Today, NVIDIA released JetPack 3.1, the production Linux software release for Jetson TX1 and TX2. With upgrades to TensorRT 2.1 and cuDNN 6.0, JetPack 3.1 delivers up to a 2x increase in deep learning inference performance for real-time applications like vision-guided navigation and motion control, which benefit from accelerated batch size 1. The improved features allow Jetson to deploy greater intelligence than ever, enabling a generation of autonomous machines including delivery robots, telepresence, and video analytics. To further spur development in robotics, NVIDIA’s recently introduced Isaac Initiative is an end-to-end platform for training and deploying advanced AI to the field.
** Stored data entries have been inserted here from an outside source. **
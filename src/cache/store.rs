//! Cache Store Module
//!
//! Concurrent key/value storage backing the refresh cache.

use dashmap::DashMap;

use crate::cache::CacheValue;

// == Cache Store ==
/// Concurrent map from string keys to opaque values.
///
/// Safe to share between any number of readers and writers without an
/// external lock. Each key is replaced atomically; there is no ordering
/// between different keys.
#[derive(Debug, Default)]
pub struct CacheStore {
    /// Key-value storage
    entries: DashMap<String, CacheValue>,
}

impl CacheStore {
    // == Constructor ==
    /// Creates an empty store.
    pub fn new() -> Self {
        Self::default()
    }

    // == Get ==
    /// Retrieves the value stored under `key`.
    ///
    /// Returns `None` only if the key was never written.
    pub fn get(&self, key: &str) -> Option<CacheValue> {
        self.entries.get(key).map(|entry| entry.value().clone())
    }

    // == Set ==
    /// Stores `value` under `key`, replacing any previous value.
    pub fn set(&self, key: impl Into<String>, value: CacheValue) {
        self.entries.insert(key.into(), value);
    }

    // == Reset ==
    /// Replaces the value under `key` with the empty value.
    pub fn reset(&self, key: impl Into<String>) {
        self.set(key, CacheValue::empty());
    }

    // == Contains ==
    /// Returns true if `key` was ever written.
    pub fn contains_key(&self, key: &str) -> bool {
        self.entries.contains_key(key)
    }

    // == Keys ==
    /// Returns a snapshot of all keys, sorted.
    pub fn keys(&self) -> Vec<String> {
        let mut keys: Vec<String> = self.entries.iter().map(|e| e.key().clone()).collect();
        keys.sort();
        keys
    }

    // == Length ==
    /// Returns the current number of keys in the store.
    pub fn len(&self) -> usize {
        self.entries.len()
    }

    // == Is Empty ==
    /// Returns true if no key was ever written.
    pub fn is_empty(&self) -> bool {
        self.entries.is_empty()
    }
}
Figure 1. The regenerative wave- and solar-powered Wave Glider by Liquid Robotics is capable of traversing oceans autonomously with Jetson on board for low-power vision and AI processing.

AI at the Edge

Earlier this spring when NVIDIA launched Jetson TX2, the de-facto platform for edge computing received a significant boost in capabilities. As exemplified by the Wave Glider platform in Figure 1, remote Internet-of-Things (IoT) devices at the edge of the network frequently experience degraded network coverage, latency, and bandwidth. While IoT devices typically serve as gateways for relaying data to the cloud, edge computing reframes the possibilities of IoT with access to secure onboard compute resources. NVIDIA’s Jetson embedded modules deliver server-grade performance with 1 TFLOP/s on Jetson TX1, and double the AI performance on Jetson TX2 in under 10W of power.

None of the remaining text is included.